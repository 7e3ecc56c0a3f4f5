//! CLI integration tests for the `zkplay` subcommands.
//!
//! Uses `assert_cmd` to spawn the binary and verify exit codes, stdout
//! content, and stderr content. Every test runs inside its own temporary
//! directory so a stray `zkplay.toml` cannot leak in.

use assert_cmd::cargo::cargo_bin_cmd;
use assert_cmd::Command;
use predicates::prelude::*;
use std::fs;
use std::path::Path;
use tempfile::TempDir;

const ABI: &str = r#"{
  "inputs": [
    { "name": "a", "public": true, "type": "field" },
    { "name": "b", "public": false, "type": "bool" },
    { "name": "c", "public": false, "type": "array",
      "components": { "size": 2, "type": "u8" } }
  ],
  "output": { "type": "field" }
}"#;

/// Helper: create a Command for the `zkplay` binary, rooted at `dir`.
fn zkplay(dir: &Path) -> Command {
    let mut cmd = cargo_bin_cmd!("zkplay");
    cmd.current_dir(dir);
    cmd.env_remove("RUST_LOG");
    cmd
}

fn workspace_with_abi() -> TempDir {
    let dir = TempDir::new().unwrap();
    fs::write(dir.path().join("abi.json"), ABI).unwrap();
    dir
}

// ──────────────────────────────────────────────
// 1. Help and version
// ──────────────────────────────────────────────

#[test]
fn help_exits_0_with_description() {
    let dir = TempDir::new().unwrap();
    zkplay(dir.path())
        .arg("--help")
        .assert()
        .success()
        .stdout(predicate::str::contains(
            "Front-end for compiling and running zkSNARK programs",
        ));
}

#[test]
fn version_exits_0() {
    let dir = TempDir::new().unwrap();
    zkplay(dir.path())
        .arg("--version")
        .assert()
        .success()
        .stdout(predicate::str::contains("zkplay"));
}

#[test]
fn missing_subcommand_exits_nonzero() {
    let dir = TempDir::new().unwrap();
    zkplay(dir.path()).assert().failure();
}

// ──────────────────────────────────────────────
// 2. Schema subcommand
// ──────────────────────────────────────────────

#[test]
fn schema_prints_one_block_per_input() {
    let dir = workspace_with_abi();
    zkplay(dir.path())
        .args(["schema", "abi.json"])
        .assert()
        .success()
        .stdout(predicate::str::contains("a (field, public):"))
        .stdout(predicate::str::contains("c (u8[2], private):"))
        .stdout(predicate::str::contains("^[0-9]+$"));
}

#[test]
fn schema_json_output() {
    let dir = workspace_with_abi();
    let out = zkplay(dir.path())
        .args(["--output", "json", "schema", "abi.json"])
        .output()
        .unwrap();
    assert!(out.status.success());
    let json: serde_json::Value = serde_json::from_slice(&out.stdout).unwrap();
    let inputs = json["inputs"].as_array().unwrap();
    assert_eq!(inputs.len(), 3);
    assert_eq!(inputs[1]["schema"], serde_json::json!({ "type": "boolean" }));
    assert_eq!(inputs[2]["schema"]["minItems"], 2);
    assert_eq!(inputs[2]["schema"]["maxItems"], 2);
}

#[test]
fn schema_accepts_compiled_artifacts() {
    let dir = TempDir::new().unwrap();
    let artifacts = format!(r#"{{ "program": "AQID", "abi": {} }}"#, ABI);
    fs::write(dir.path().join("artifacts.json"), artifacts).unwrap();
    zkplay(dir.path())
        .args(["schema", "artifacts.json"])
        .assert()
        .success()
        .stdout(predicate::str::contains("b (bool, private):"));
}

#[test]
fn schema_missing_file_exits_1() {
    let dir = TempDir::new().unwrap();
    zkplay(dir.path())
        .args(["schema", "nope.json"])
        .assert()
        .code(1)
        .stderr(predicate::str::contains("error reading file"));
}

#[test]
fn schema_unknown_type_exits_1() {
    let dir = TempDir::new().unwrap();
    fs::write(
        dir.path().join("abi.json"),
        r#"{ "inputs": [ { "name": "x", "public": true, "type": "u128" } ] }"#,
    )
    .unwrap();
    zkplay(dir.path())
        .args(["schema", "abi.json"])
        .assert()
        .code(1)
        .stderr(predicate::str::contains("unrecognized component type 'u128'"));
}

// ──────────────────────────────────────────────
// 3. Check subcommand
// ──────────────────────────────────────────────

#[test]
fn check_valid_inputs() {
    let dir = workspace_with_abi();
    zkplay(dir.path())
        .args(["check", "abi.json", "-i", "a=12", "-i", "b=true"])
        .args(["-i", r#"c=["0xff", "7"]"#])
        .assert()
        .success()
        .stdout(predicate::str::contains("a (field): ok"))
        .stdout(predicate::str::contains("b (bool): ok"))
        .stdout(predicate::str::contains("c (u8[2]): ok"))
        .stdout(predicate::str::contains(r#"args: ["12",true,["0xff","7"]]"#));
}

#[test]
fn check_invalid_inputs_still_exit_0() {
    let dir = workspace_with_abi();
    zkplay(dir.path())
        .args(["check", "abi.json", "-i", "a=-1", "-i", "b=yes"])
        .assert()
        .success()
        .stdout(predicate::str::contains("a (field): invalid"))
        .stdout(predicate::str::contains("b (bool): invalid"))
        .stdout(predicate::str::contains("c (u8[2]): not set"))
        .stdout(predicate::str::contains(r#"args: ["-1","yes",""]"#));
}

#[test]
fn check_json_reports_verdicts() {
    let dir = workspace_with_abi();
    let out = zkplay(dir.path())
        .args(["--output", "json", "check", "abi.json", "-i", "c=[1, 2, 3]"])
        .output()
        .unwrap();
    assert!(out.status.success());
    let json: serde_json::Value = serde_json::from_slice(&out.stdout).unwrap();
    assert_eq!(json["valid"], false);
    let c = &json["inputs"][2];
    assert_eq!(c["name"], "c");
    assert_eq!(c["status"], "invalid");
    assert!(!c["diagnostic"].as_str().unwrap().is_empty());
    assert_eq!(json["args"][2], serde_json::json!([1, 2, 3]));
}

#[test]
fn check_reads_inputs_file_and_flags_override() {
    let dir = workspace_with_abi();
    fs::write(
        dir.path().join("values.json"),
        r#"{ "a": "5", "b": true, "c": ["1", "2"] }"#,
    )
    .unwrap();
    zkplay(dir.path())
        .args(["check", "abi.json", "--inputs", "values.json", "-i", "a=6"])
        .assert()
        .success()
        .stdout(predicate::str::contains(r#"args: ["6",true,["1","2"]]"#));
}

#[test]
fn check_unknown_input_exits_1() {
    let dir = workspace_with_abi();
    zkplay(dir.path())
        .args(["check", "abi.json", "-i", "zzz=1"])
        .assert()
        .code(1)
        .stderr(predicate::str::contains("unknown input 'zzz'"));
}

#[test]
fn check_malformed_assignment_exits_1() {
    let dir = workspace_with_abi();
    zkplay(dir.path())
        .args(["check", "abi.json", "-i", "a"])
        .assert()
        .code(1)
        .stderr(predicate::str::contains("expected NAME=VALUE"));
}

#[test]
fn check_json_error_format() {
    let dir = TempDir::new().unwrap();
    fs::write(dir.path().join("abi.json"), "{ not json").unwrap();
    let out = zkplay(dir.path())
        .args(["--output", "json", "check", "abi.json"])
        .output()
        .unwrap();
    assert_eq!(out.status.code(), Some(1));
    let err: serde_json::Value = serde_json::from_slice(&out.stderr).unwrap();
    assert!(err["error"].as_str().unwrap().contains("invalid JSON"));
}

#[test]
fn quiet_suppresses_error_text() {
    let dir = TempDir::new().unwrap();
    zkplay(dir.path())
        .args(["--quiet", "check", "missing.json"])
        .assert()
        .code(1)
        .stderr(predicate::str::is_empty());
}

// ──────────────────────────────────────────────
// 4. Run subcommand
// ──────────────────────────────────────────────

#[test]
fn run_without_engine_exits_1() {
    let dir = TempDir::new().unwrap();
    fs::write(dir.path().join("main.zok"), "def main() {}").unwrap();
    zkplay(dir.path())
        .args(["run", "main.zok"])
        .assert()
        .code(1)
        .stderr(predicate::str::contains("no engine configured"));
}

#[test]
fn run_rejects_invalid_config() {
    let dir = TempDir::new().unwrap();
    fs::write(dir.path().join("main.zok"), "def main() {}").unwrap();
    fs::write(dir.path().join("zkplay.toml"), "[session]\ndispatch_delay_ms = \"soon\"\n")
        .unwrap();
    zkplay(dir.path())
        .args(["run", "main.zok"])
        .assert()
        .code(1)
        .stderr(predicate::str::contains("invalid config"));
}

#[test]
fn run_with_missing_engine_binary_exits_1() {
    let dir = TempDir::new().unwrap();
    fs::write(dir.path().join("main.zok"), "def main() {}").unwrap();
    fs::write(dir.path().join("zkplay.toml"), "[session]\ndispatch_delay_ms = 0\n").unwrap();
    zkplay(dir.path())
        .args(["run", "main.zok", "--engine", "zkplay-no-such-engine-binary"])
        .timeout(std::time::Duration::from_secs(10))
        .assert()
        .code(1)
        .stderr(predicate::str::contains("engine channel closed"));
}

#[cfg(unix)]
mod with_engine {
    use super::*;

    /// Compiles any source without "broken" in it; computes to 42.
    const ENGINE: &str = r#"
while read -r line; do
  case "$line" in
    *broken*)
      echo '{"kind":"error","payload":{"error":"unexpected token at 1:5","type":"compile"}}' ;;
    *'"kind":"compile"'*)
      echo '{"kind":"compile","payload":{"program":"AQI=","abi":{"inputs":[{"name":"x","public":true,"type":"field"}]}}}' ;;
    *)
      echo '{"kind":"compute","payload":{"output":"42","logs":["witness ok"]}}' ;;
  esac
done
"#;

    fn engine_workspace(source: &str) -> TempDir {
        let dir = TempDir::new().unwrap();
        fs::write(dir.path().join("engine.sh"), ENGINE).unwrap();
        fs::write(dir.path().join("main.zok"), source).unwrap();
        fs::write(
            dir.path().join("zkplay.toml"),
            "[session]\ndispatch_delay_ms = 0\n\n[engine]\ncommand = \"sh\"\nargs = [\"engine.sh\"]\n",
        )
        .unwrap();
        dir
    }

    #[test]
    fn run_compiles_and_computes() {
        let dir = engine_workspace("def main(field x) -> field { return 42; }");
        zkplay(dir.path())
            .args(["run", "main.zok", "-i", "x=7"])
            .assert()
            .success()
            .stdout(predicate::str::contains("Compilation successful (took "))
            .stdout(predicate::str::contains("x (field): ok"))
            .stdout(predicate::str::contains("Successfully computed in "))
            .stdout(predicate::str::contains("output: 42"))
            .stdout(predicate::str::contains("log: witness ok"));
    }

    #[test]
    fn run_submits_invalid_inputs_anyway() {
        let dir = engine_workspace("def main(field x) -> field { return 42; }");
        zkplay(dir.path())
            .args(["run", "main.zok", "-i", "x=abc"])
            .assert()
            .success()
            .stdout(predicate::str::contains("x (field): invalid"))
            .stdout(predicate::str::contains("output: 42"));
    }

    #[test]
    fn run_reports_compile_errors() {
        let dir = engine_workspace("broken program");
        zkplay(dir.path())
            .args(["run", "main.zok"])
            .assert()
            .code(1)
            .stdout(predicate::str::contains("unexpected token at 1:5"))
            .stdout(predicate::str::contains("output:").not());
    }

    #[test]
    fn run_compile_only_stops_after_compiling() {
        let dir = engine_workspace("def main() {}");
        zkplay(dir.path())
            .args(["run", "main.zok", "--compile-only"])
            .assert()
            .success()
            .stdout(predicate::str::contains("Compilation successful"))
            .stdout(predicate::str::contains("Successfully computed").not());
    }

    #[test]
    fn run_engine_flag_overrides_config() {
        let dir = engine_workspace("def main() {}");
        fs::write(dir.path().join("zkplay.toml"), "[session]\ndispatch_delay_ms = 0\n").unwrap();
        zkplay(dir.path())
            .args(["run", "main.zok", "--engine", "sh", "--engine-arg", "engine.sh"])
            .args(["-i", "x=1"])
            .assert()
            .success()
            .stdout(predicate::str::contains("output: 42"));
    }

    #[test]
    fn run_json_output_is_one_object() {
        let dir = engine_workspace("def main(field x) -> field { return 42; }");
        let out = zkplay(dir.path())
            .args(["--output", "json", "run", "main.zok", "-i", "x=3"])
            .output()
            .unwrap();
        assert!(out.status.success());
        let json: serde_json::Value = serde_json::from_slice(&out.stdout).unwrap();
        assert!(json["compile"]["message"]
            .as_str()
            .unwrap()
            .starts_with("Compilation successful"));
        assert_eq!(json["inputs"][0]["status"], "ok");
        assert_eq!(json["compute"]["output"], "42");
        assert_eq!(json["compute"]["logs"], serde_json::json!(["witness ok"]));
    }
}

....

The first line of the entries above and every line after it, up to and including the line with "cannot leak in.", should be set down exactly.

repository 7e3ecc56c0a3f4f5
//! CLI integration tests for the `zkplay` subcommands.
//!
//! Uses `assert_cmd` to spawn the binary and verify exit codes, stdout
//! content, and stderr content. Every test runs inside its own temporary
//! directory so a stray `zkplay.toml` cannot leak in.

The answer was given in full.